My MBA school (IIM Lucknow) had a 1 day devoted to OPEC simulations. The class was divided into 4 groups and all 4 groups had to collectively negotiate the selling price and production volume. Later on they were asked to go back to to their desk and execute a strategy that was either in compliance with the negotiations or cheat to maximize the self interest. Then we were asked to document our

  1. Did you calculate the fully collusive outcome? If so, how?
  2. Did you calculate the non-cooperative equilibrium outcome? If so, how?
  3. How did you formulate your bargaining position in the negotiations?
  4. Did you adhere to any agreements you made? If so, why?
  5. Did you cheat on any agreements you made?

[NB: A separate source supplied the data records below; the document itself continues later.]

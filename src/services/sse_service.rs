use std::{convert::Infallible, time::Duration};

use axum::response::sse::{Event, KeepAlive, Sse};
use futures::Stream;
use tokio::sync::{
    broadcast::{self, error::RecvError},
    mpsc, watch,
};
use tokio_stream::wrappers::ReceiverStream;
use tracing::{debug, info, warn};

use crate::{
    dto::sse::{Handshake, ServerEvent, SystemStatus},
    error::ServiceError,
    services::session_service,
    session::{MatchEvent, RoomView},
    state::SharedState,
};

const EVENT_HANDSHAKE: &str = "handshake";
const EVENT_VIEW: &str = "view";
const EVENT_MATCH: &str = "match";
const EVENT_SYSTEM_STATUS: &str = "system_status";

/// Receivers feeding one participant's event stream.
pub struct SessionFeed {
    participant_id: String,
    views: watch::Receiver<RoomView>,
    matches: broadcast::Receiver<MatchEvent>,
    degraded: watch::Receiver<bool>,
}

/// Subscribe to a live session's views, matches and degraded-mode changes.
pub fn subscribe_session(
    state: &SharedState,
    participant_id: &str,
) -> Result<SessionFeed, ServiceError> {
    let session = session_service::find(state, participant_id)?;
    Ok(SessionFeed {
        participant_id: session.participant_id().to_string(),
        views: session.watch_view(),
        matches: session.subscribe_matches(),
        degraded: state.degraded_watcher(),
    })
}

/// Convert a session feed into an SSE response. The stream starts with a handshake and
/// the current view, then forwards every change until the client or the session goes away.
pub fn to_sse_stream(feed: SessionFeed) -> Sse<impl Stream<Item = Result<Event, Infallible>>> {
    let (tx, rx) = mpsc::channel::<Result<Event, Infallible>>(8);

    tokio::spawn(async move {
        let SessionFeed {
            participant_id,
            mut views,
            mut matches,
            mut degraded,
        } = feed;

        let handshake = Handshake {
            participant_id: participant_id.clone(),
            degraded: *degraded.borrow_and_update(),
        };
        let current = views.borrow_and_update().clone();
        if !send(&tx, EVENT_HANDSHAKE, &handshake).await || !send(&tx, EVENT_VIEW, &current).await
        {
            return;
        }

        loop {
            let delivered = tokio::select! {
                _ = tx.closed() => break,
                changed = views.changed() => {
                    if changed.is_err() {
                        debug!(%participant_id, "session dropped; closing stream");
                        break;
                    }
                    let view = views.borrow_and_update().clone();
                    send(&tx, EVENT_VIEW, &view).await
                }
                received = matches.recv() => match received {
                    Ok(event) => send(&tx, EVENT_MATCH, &event).await,
                    Err(RecvError::Closed) => break,
                    // Lagged: skip missed matches, the view already reflects the scores.
                    Err(RecvError::Lagged(_)) => true,
                },
                changed = degraded.changed() => {
                    if changed.is_err() {
                        break;
                    }
                    let status = SystemStatus { degraded: *degraded.borrow_and_update() };
                    send(&tx, EVENT_SYSTEM_STATUS, &status).await
                }
            };
            if !delivered {
                break;
            }
        }

        info!(%participant_id, "session SSE stream disconnected");
    });

    let stream = ReceiverStream::new(rx);
    Sse::new(stream).keep_alive(
        KeepAlive::new()
            .interval(Duration::from_secs(15))
            .text("keep-alive"),
    )
}

/// Serialise and push one event; `false` once the client is gone.
async fn send<T: serde::Serialize>(
    tx: &mpsc::Sender<Result<Event, Infallible>>,
    name: &str,
    payload: &T,
) -> bool {
    let message = match ServerEvent::json(Some(name.to_string()), payload) {
        Ok(message) => message,
        Err(err) => {
            warn!(event = name, error = %err, "failed to serialise SSE payload");
            return true;
        }
    };

    let mut event = Event::default().data(message.data);
    if let Some(name) = message.event {
        event = event.event(name);
    }
    tx.send(Ok(event)).await.is_ok()
}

If so, why?
  6. If you were to advise someone in this position in the future, what advice would you offer for a successful strategy.

The idea of the class was noble. Simulate a real life scenario and teach students strategy, collective bargaining, game theory, business negotiations & how to prioritize between reputation, personal and collective gains. However the underlying assumption was OPEC is going to stay and it is a text-book example of countries that do not see eye to eye with each other successfully collaborating/conspiring for their own selfish gains.
But is life a game? Oil is the basis of energy, transportation, manufacturing, automotive, aerospace and so many other industries. There are more than a dozen countries who are solely able to exist because of the oil export revenues. Russia, Syria, Venezuela and even ISIS might collapse due to oil prices and not by military actions of the civilized world. Prior to 2002, oil traded between $20-40 per barrel (120 liter) and today after a crash it is trading at $44.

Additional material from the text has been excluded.